Four Fundamental Truths

For me, photography has always been a form of expression. Growing up, I expressed creativity in many ways: playing the violin, drawing, acting, writing poetry, journaling, and participating in teen art programs. Each was a way of translating feeling into form, long before I had language for what I was trying to express.

As the years passed and I accumulated more life experience, that expression deepened. I became more aware, in some ways, of how emotion, memory, and experience move through the body and eventually into art. Sometimes that process is challenging, especially when it involves trauma. And it can be even harder when that trauma no longer has a clear face, when it hides itself in layered behaviors, patterns, and choices. Although, I created art in all these different time periods, I was bottled up and running on fuel from passed behaviors that have since disguised themselves only to be revealed later in life.

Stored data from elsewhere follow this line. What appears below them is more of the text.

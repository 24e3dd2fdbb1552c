use serde::Deserialize;

use crate::dataset::Dataset;

#[derive(Debug, Deserialize, Clone)]
pub struct Request {
    pub id: String,
    pub method: String,
    #[serde(default)]
    pub params: serde_json::Value,
}

pub struct AppState {
    pub dataset: Dataset,
}
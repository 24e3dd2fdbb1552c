use serde_json::json;

use crate::store::StoreError;

pub fn ok(id: &str, result: serde_json::Value) -> serde_json::Value {
    json!({
        "id": id,
        "ok": true,
        "result": result
    })
}

pub fn err(
    id: &str,
    code: &str,
    message: impl Into<String>,
    details: Option<serde_json::Value>,
) -> serde_json::Value {
    let mut error = json!({
        "code": code,
        "message": message.into(),
    });
    if let Some(d) = details {
        error["details"] = d;
    }
    json!({
        "id": id,
        "ok": false,
        "error": error,
    })
}

/// Failure of a single handler, rendered into the `error` object of a reply.
#[derive(Debug)]
pub struct HandlerErr {
    pub code: &'static str,
    pub message: String,
    pub details: Option<serde_json::Value>,
}

impl HandlerErr {
    pub fn bad_params(message: impl Into<String>) -> Self {
        HandlerErr {
            code: "bad_params",
            message: message.into(),
            details: None,
        }
    }

    pub fn response(self, id: &str) -> serde_json::Value {
        err(id, self.code, self.message, self.details)
    }
}

impl From<StoreError> for HandlerErr {
    fn from(e: StoreError) -> Self {
        match e {
            StoreError::NotFound { kind, id } => HandlerErr {
                code: "not_found",
                message: format!("{} not found", kind),
                details: Some(json!({ "kind": kind, "id": id })),
            },
            StoreError::Validation { field, message } => HandlerErr {
                code: "bad_params",
                message,
                details: Some(json!({ "field": field })),
            },
            StoreError::Duplicate { kind, existing } => HandlerErr {
                code: "bad_params",
                message: format!("{} {} already holds this key", kind, existing),
                details: Some(json!({ "kind": kind, "existingId": existing })),
            },
            other => {
                log::error!("store failure: {}", other);
                HandlerErr {
                    code: "store_failed",
                    message: other.to_string(),
                    details: None,
                }
            }
        }
    }
}

impl From<serde_json::Error> for HandlerErr {
    fn from(e: serde_json::Error) -> Self {
        HandlerErr {
            code: "store_failed",
            message: e.to_string(),
            details: None,
        }
    }
}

I bring this up because I’ve been thinking about how trauma held and trauma revealed shape the way we create. It wasn’t until recently that I was able to face some long-buried experiences of my own. That doesn’t mean I wasn’t making emotional art before, but now the art knows the emotion. It can recognize it, name it, sit closer to it, and create deeper connections with the community.

Reading The Body Keeps the Score helped me understand how deeply experience shapes decision-making, perception, and expression. It’s remarkable how many layers we build around ourselves in response to harm, and how long those layers can remain invisible.

There’s a passage from the book that I’ve been sitting with, one that feels especially relevant to both healing and art:

“Four fundamental truths: (1) Our capacity to destroy one another is matched by our capacity to heal one another. Restoring relationships and community is central to restoring well-being; (2) language gives us the power to change ourselves and others by communicating our experiences, helping us to define what we know, and finding a common sense of meaning; (3) we have the ability to regulate our own involuntary functions of the body and brain, through such basic activities as breathing, moving, and touching; and (4) we can change social conditions to create environments in which children and adults can feel safe and where they can thrive.”

Change is possible. We don’t have to be afraid. We can heal. When we take these steps, imagine the kind of art we can produce.